#![warn(missing_docs)]
//! # sessiongate-transport
//!
//! ## Purpose
//! Defines the session transport boundary: the three remote operations the
//! state store consumes (login, logout, refresh) and the HTTP binding that
//! carries them.
//!
//! ## Responsibilities
//! - Validate backend base URL policy (HTTPS only).
//! - Expose an injectable async transport abstraction.
//! - Own bearer-credential attachment through [`AccessTokenSlot`].
//! - Carry the ambient refresh credential via an HTTP cookie store.
//! - Provide a deterministic scripted transport for tests.
//!
//! ## Data flow
//! Store operations call [`SessionTransport`] -> HTTP binding attaches the
//! current bearer token and the browser-style cookie jar -> typed replies
//! flow back for the store to validate and apply.
//!
//! ## Ownership and lifetimes
//! Reply values are owned so the store's state transitions never borrow
//! transport internals.
//!
//! ## Error model
//! Endpoint policy violations, network failures, non-success statuses, and
//! undecodable bodies are surfaced as [`TransportError`]; failures are never
//! encoded as sentinel reply values.
//!
//! ## Security and privacy notes
//! The refresh credential lives only in the cookie store and is never
//! exposed through this crate's API. Token values are not logged.

use std::collections::VecDeque;
use std::sync::atomic::{AtomicUsize, Ordering};
use std::sync::{Arc, Mutex, PoisonError, RwLock};

use async_trait::async_trait;
use serde::{Deserialize, Serialize};
use sessiongate_core::{EPOCH_SENTINEL_MS, Role, User};
use thiserror::Error;
use url::Url;

/// Login operation path relative to the backend base URL.
pub const LOGIN_PATH: &str = "auth/login";
/// Logout operation path relative to the backend base URL.
pub const LOGOUT_PATH: &str = "auth/logout";
/// Refresh operation path relative to the backend base URL.
pub const REFRESH_PATH: &str = "auth/refresh";

/// Login request payload.
#[derive(Debug, Clone, PartialEq, Eq, Serialize)]
#[serde(rename_all = "camelCase")]
pub struct LoginRequest {
    /// Account email; validated only by the backend.
    pub email: String,
    /// Account password; validated only by the backend.
    pub password: String,
}

/// Wire-shaped user record.
///
/// Fields the backend may omit are defaulted here; conversion into
/// [`User`] applies the role fallback and the epoch sentinel.
#[derive(Debug, Clone, PartialEq, Eq, Deserialize)]
#[serde(rename_all = "camelCase")]
pub struct UserRecord {
    /// Opaque stable identifier.
    pub id: String,
    /// Account email address.
    pub email: String,
    /// Display name.
    #[serde(default)]
    pub name: String,
    /// Role string mapped through the closed enumeration.
    #[serde(default = "default_role")]
    pub role: Role,
    /// Whether the account is active.
    #[serde(default)]
    pub is_active: bool,
    /// Whether the account email is verified.
    #[serde(default)]
    pub is_verified: bool,
    /// Creation time in Unix epoch milliseconds; may be absent.
    #[serde(default)]
    pub created_on: Option<u64>,
}

fn default_role() -> Role {
    Role::Guest
}

impl From<UserRecord> for User {
    fn from(record: UserRecord) -> Self {
        User {
            id: record.id,
            email: record.email,
            name: record.name,
            role: record.role,
            is_active: record.is_active,
            is_verified: record.is_verified,
            created_on_ms: record.created_on.unwrap_or(EPOCH_SENTINEL_MS),
        }
    }
}

/// Reply carried by login and refresh.
///
/// Both fields are optional at the wire level; the store treats a missing
/// token or user as a structurally incomplete session, not this crate.
#[derive(Debug, Clone, PartialEq, Eq, Deserialize)]
#[serde(rename_all = "camelCase")]
pub struct CredentialReply {
    /// Bearer credential for subsequent calls, when issued.
    #[serde(default)]
    pub access_token: Option<String>,
    /// Authenticated user payload, when issued.
    #[serde(default)]
    pub user: Option<UserRecord>,
}

/// Reply carried by logout.
#[derive(Debug, Clone, Copy, PartialEq, Eq, Deserialize)]
#[serde(rename_all = "camelCase")]
pub struct LogoutReply {
    /// Explicit success flag from the backend.
    pub success: bool,
}

/// Shared attachment point for the current bearer credential.
///
/// The transport is the sole owner of attachment logic: the store writes
/// this slot as a side effect of every state transition, and the HTTP
/// binding reads it when constructing requests. Nothing else touches the
/// token between those two points.
#[derive(Debug, Clone, Default)]
pub struct AccessTokenSlot {
    token: Arc<RwLock<Option<String>>>,
}

impl AccessTokenSlot {
    /// Creates an empty slot.
    pub fn new() -> Self {
        Self::default()
    }

    /// Replaces the stored bearer credential.
    pub fn store(&self, token: Option<String>) {
        let mut slot = self
            .token
            .write()
            .unwrap_or_else(PoisonError::into_inner);
        *slot = token;
    }

    /// Returns the current bearer credential, if one is known.
    pub fn bearer(&self) -> Option<String> {
        self.token
            .read()
            .unwrap_or_else(PoisonError::into_inner)
            .clone()
    }
}

/// Abstract session transport consumed by the state store.
#[async_trait]
pub trait SessionTransport: Send + Sync {
    /// Sends a login request with the given credentials.
    ///
    /// # Errors
    /// Returns [`TransportError`] for network or backend failures.
    async fn login(&self, email: &str, password: &str) -> Result<CredentialReply, TransportError>;

    /// Sends a logout request for the current session.
    ///
    /// # Errors
    /// Returns [`TransportError`] for network or backend failures.
    async fn logout(&self) -> Result<LogoutReply, TransportError>;

    /// Attempts to mint a new access token from the ambient refresh
    /// credential. The credential rides automatically; it is never a
    /// parameter of this call.
    ///
    /// # Errors
    /// Returns [`TransportError`] for network or backend failures.
    async fn refresh(&self) -> Result<CredentialReply, TransportError>;
}

/// Validates backend base URL policy.
///
/// # Semantics
/// A path-bearing base is normalized to end with `/` so that joining an
/// operation path appends to the configured prefix instead of replacing
/// its last segment.
///
/// # Errors
/// Returns [`TransportError::InvalidEndpoint`] when the URL does not parse
/// or does not use HTTPS.
pub fn validate_base_url(base_url: &str) -> Result<Url, TransportError> {
    let mut parsed = Url::parse(base_url)
        .map_err(|error| TransportError::InvalidEndpoint(format!("invalid base url: {error}")))?;

    if parsed.scheme() != "https" {
        return Err(TransportError::InvalidEndpoint(
            "backend base url must use https".to_string(),
        ));
    }

    if !parsed.path().ends_with('/') {
        let normalized = format!("{}/", parsed.path());
        parsed.set_path(&normalized);
    }

    Ok(parsed)
}

/// HTTP binding for the session transport.
///
/// # Notes
/// The client enables a cookie store so the backend-managed http-only
/// refresh credential is sent on every call without ever being visible to
/// callers. The bearer credential is read from the shared
/// [`AccessTokenSlot`] per request.
#[derive(Debug, Clone)]
pub struct HttpSessionTransport {
    base_url: Url,
    client: reqwest::Client,
    tokens: AccessTokenSlot,
}

impl HttpSessionTransport {
    /// Creates a validated HTTP transport.
    ///
    /// # Errors
    /// Returns [`TransportError::InvalidEndpoint`] when the base URL
    /// violates endpoint policy, or [`TransportError::Network`] when the
    /// HTTP client cannot be constructed.
    pub fn new(base_url: &str, tokens: AccessTokenSlot) -> Result<Self, TransportError> {
        let base_url = validate_base_url(base_url)?;
        let client = reqwest::Client::builder()
            .cookie_store(true)
            .build()
            .map_err(|error| TransportError::Network(error.to_string()))?;

        Ok(Self {
            base_url,
            client,
            tokens,
        })
    }

    /// Returns the configured backend base URL.
    pub fn base_url(&self) -> &Url {
        &self.base_url
    }

    fn operation_url(&self, path: &str) -> Result<Url, TransportError> {
        self.base_url
            .join(path)
            .map_err(|error| TransportError::InvalidEndpoint(format!("invalid operation path: {error}")))
    }

    async fn post(&self, path: &str, body: Option<&LoginRequest>) -> Result<reqwest::Response, TransportError> {
        let url = self.operation_url(path)?;
        let mut request = self.client.post(url);

        if let Some(token) = self.tokens.bearer() {
            request = request.bearer_auth(token);
        }
        if let Some(body) = body {
            request = request.json(body);
        }

        let response = request
            .send()
            .await
            .map_err(|error| TransportError::Network(error.to_string()))?;

        let status = response.status();
        if !status.is_success() {
            return Err(TransportError::Status(status.as_u16()));
        }

        Ok(response)
    }
}

#[async_trait]
impl SessionTransport for HttpSessionTransport {
    async fn login(&self, email: &str, password: &str) -> Result<CredentialReply, TransportError> {
        let request = LoginRequest {
            email: email.to_string(),
            password: password.to_string(),
        };
        let response = self.post(LOGIN_PATH, Some(&request)).await?;
        response
            .json::<CredentialReply>()
            .await
            .map_err(|error| TransportError::Decode(error.to_string()))
    }

    async fn logout(&self) -> Result<LogoutReply, TransportError> {
        let response = self.post(LOGOUT_PATH, None).await?;
        response
            .json::<LogoutReply>()
            .await
            .map_err(|error| TransportError::Decode(error.to_string()))
    }

    async fn refresh(&self) -> Result<CredentialReply, TransportError> {
        let response = self.post(REFRESH_PATH, None).await?;
        response
            .json::<CredentialReply>()
            .await
            .map_err(|error| TransportError::Decode(error.to_string()))
    }
}

/// Deterministic scripted transport for tests and CI.
///
/// Replies are queued per operation and consumed in order; an exhausted
/// queue yields a network-style failure so unscripted calls surface loudly
/// in tests. The refresh counter supports bootstrap-once assertions.
#[derive(Debug, Default)]
pub struct ScriptedSessionTransport {
    login_replies: Mutex<VecDeque<Result<CredentialReply, TransportError>>>,
    logout_replies: Mutex<VecDeque<Result<LogoutReply, TransportError>>>,
    refresh_replies: Mutex<VecDeque<Result<CredentialReply, TransportError>>>,
    refresh_calls: AtomicUsize,
}

impl ScriptedSessionTransport {
    /// Creates a transport with empty reply queues.
    pub fn new() -> Self {
        Self::default()
    }

    /// Queues one login outcome.
    pub fn push_login(&self, reply: Result<CredentialReply, TransportError>) {
        self.login_replies
            .lock()
            .unwrap_or_else(PoisonError::into_inner)
            .push_back(reply);
    }

    /// Queues one logout outcome.
    pub fn push_logout(&self, reply: Result<LogoutReply, TransportError>) {
        self.logout_replies
            .lock()
            .unwrap_or_else(PoisonError::into_inner)
            .push_back(reply);
    }

    /// Queues one refresh outcome.
    pub fn push_refresh(&self, reply: Result<CredentialReply, TransportError>) {
        self.refresh_replies
            .lock()
            .unwrap_or_else(PoisonError::into_inner)
            .push_back(reply);
    }

    /// Returns how many refresh calls were observed.
    pub fn refresh_calls(&self) -> usize {
        self.refresh_calls.load(Ordering::SeqCst)
    }

    fn pop<T>(queue: &Mutex<VecDeque<Result<T, TransportError>>>, operation: &str) -> Result<T, TransportError> {
        queue
            .lock()
            .unwrap_or_else(PoisonError::into_inner)
            .pop_front()
            .unwrap_or_else(|| {
                Err(TransportError::Network(format!(
                    "scripted transport has no queued {operation} reply"
                )))
            })
    }
}

#[async_trait]
impl SessionTransport for ScriptedSessionTransport {
    async fn login(&self, _email: &str, _password: &str) -> Result<CredentialReply, TransportError> {
        Self::pop(&self.login_replies, "login")
    }

    async fn logout(&self) -> Result<LogoutReply, TransportError> {
        Self::pop(&self.logout_replies, "logout")
    }

    async fn refresh(&self) -> Result<CredentialReply, TransportError> {
        self.refresh_calls.fetch_add(1, Ordering::SeqCst);
        Self::pop(&self.refresh_replies, "refresh")
    }
}

/// Transport layer error type.
#[derive(Debug, Error)]
pub enum TransportError {
    /// Endpoint violates base URL policy.
    #[error("invalid endpoint: {0}")]
    InvalidEndpoint(String),
    /// Network-level failure reaching the backend.
    #[error("network failure: {0}")]
    Network(String),
    /// Backend answered with a non-success status.
    #[error("backend returned status {0}")]
    Status(u16),
    /// Response body could not be decoded.
    #[error("undecodable response body: {0}")]
    Decode(String),
}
════════
> **Task instructions**
Could you return, word for word, only the lines running from the first line of the material above to the line that contains "Login operation path", inclusive?

> **Expected answer**
#![warn(missing_docs)]
//! # sessiongate-transport
//!
//! ## Purpose
//! Defines the session transport boundary: the three remote operations the
//! state store consumes (login, logout, refresh) and the HTTP binding that
//! carries them.
//!
//! ## Responsibilities
//! - Validate backend base URL policy (HTTPS only).
//! - Expose an injectable async transport abstraction.
//! - Own bearer-credential attachment through [`AccessTokenSlot`].
//! - Carry the ambient refresh credential via an HTTP cookie store.
//! - Provide a deterministic scripted transport for tests.
//!
//! ## Data flow
//! Store operations call [`SessionTransport`] -> HTTP binding attaches the
//! current bearer token and the browser-style cookie jar -> typed replies
//! flow back for the store to validate and apply.
//!
//! ## Ownership and lifetimes
//! Reply values are owned so the store's state transitions never borrow
//! transport internals.
//!
//! ## Error model
//! Endpoint policy violations, network failures, non-success statuses, and
//! undecodable bodies are surfaced as [`TransportError`]; failures are never
//! encoded as sentinel reply values.
//!
//! ## Security and privacy notes
//! The refresh credential lives only in the cookie store and is never
//! exposed through this crate's API. Token values are not logged.

use std::collections::VecDeque;
use std::sync::atomic::{AtomicUsize, Ordering};
use std::sync::{Arc, Mutex, PoisonError, RwLock};

use async_trait::async_trait;
use serde::{Deserialize, Serialize};
use sessiongate_core::{EPOCH_SENTINEL_MS, Role, User};
use thiserror::Error;
use url::Url;

/// Login operation path relative to the backend base URL.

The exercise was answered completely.